Ballot Access News by democracy reformer Richard Winger brought an interesting post in Slate magazine to our attention. The article calls for simplifying the ballot that we use to vote. Richard Winger is an expert on American elections and gives his input:
Writer Mark Vanhoenacker, who lives in New York state, has this interesting article in Slate about U.S. ballot design, and why so many U.S. ballots are confusing. He compares some U.S. ballots with European ballots, and a sidebar lets readers look at ballots from some other countries.
Many states do have clear ballots. It happens that New York and New Jersey have the poorest ballot design of any states, at least relative to the part of ballots that includes candidates. Thanks to ElectionUpdates for the link.
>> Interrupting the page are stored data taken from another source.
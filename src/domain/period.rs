//! Result-table keys.

use std::fmt;

use super::error::ReturnsError;

/// A single calendar year or a `(start, end)` year span with `start < end`.
#[derive(Debug, Clone, Copy, PartialEq, Eq, Hash, PartialOrd, Ord)]
pub enum Period {
    Year(i32),
    Span { start: i32, end: i32 },
}

impl Period {
    pub fn span(start: i32, end: i32) -> Result<Self, ReturnsError> {
        if start >= end {
            return Err(ReturnsError::InvalidPeriod { start, end });
        }
        Ok(Period::Span { start, end })
    }

    /// The `(year - 1, year)` span every annual return is keyed by.
    pub fn year_over_year(year: i32) -> Self {
        Period::Span {
            start: year - 1,
            end: year,
        }
    }

    pub fn start_year(&self) -> i32 {
        match *self {
            Period::Year(y) => y,
            Period::Span { start, .. } => start,
        }
    }

    pub fn end_year(&self) -> i32 {
        match *self {
            Period::Year(y) => y,
            Period::Span { end, .. } => end,
        }
    }
}

impl fmt::Display for Period {
    fn fmt(&self, f: &mut fmt::Formatter<'_>) -> fmt::Result {
        match self {
            Period::Year(y) => write!(f, "{y}"),
            Period::Span { start, end } => write!(f, "({start}, {end})"),
        }
    }
}

/// One calendar month inside a period.
#[derive(Debug, Clone, Copy, PartialEq, Eq, Hash)]
pub struct MonthKey {
    pub period: Period,
    pub month: u32,
}

impl fmt::Display for MonthKey {
    fn fmt(&self, f: &mut fmt::Formatter<'_>) -> fmt::Result {
        write!(f, "{} m{:02}", self.period, self.month)
    }
}

/// One random draw inside a period.
#[derive(Debug, Clone, Copy, PartialEq, Eq, Hash)]
pub struct SampleKey {
    pub period: Period,
    pub sample: usize,
}

impl fmt::Display for SampleKey {
    fn fmt(&self, f: &mut fmt::Formatter<'_>) -> fmt::Result {
        write!(f, "{} #{}", self.period, self.sample)
    }
}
Also, the article at Slate had some interesting points:
The shambolic state of ballot design in America remains a potent threat to our democracy. Richard L. Hasen, a leading election expert (and Slate contributor), says it best in hisrecent book: “If you think that a dozen years later the country would have fixed its [election] problems … you’d be dead wrong.” In the 2008 and 2010 elections, by one estimate [PDF], a combined total of more than half a million votes were not counted due to voter errors that imply poor ballot design. (For numerical context, Obama’s 2012 Ohio margin was around 166,000; had around 446,000 votes been different in 2008, President McCain would have won.) But 2012’s relative dearth of cliffhanger recounts, lawsuits, andOnion-caliber open warfare doesn’t mean we’ve fixed our ballots. We just got lucky.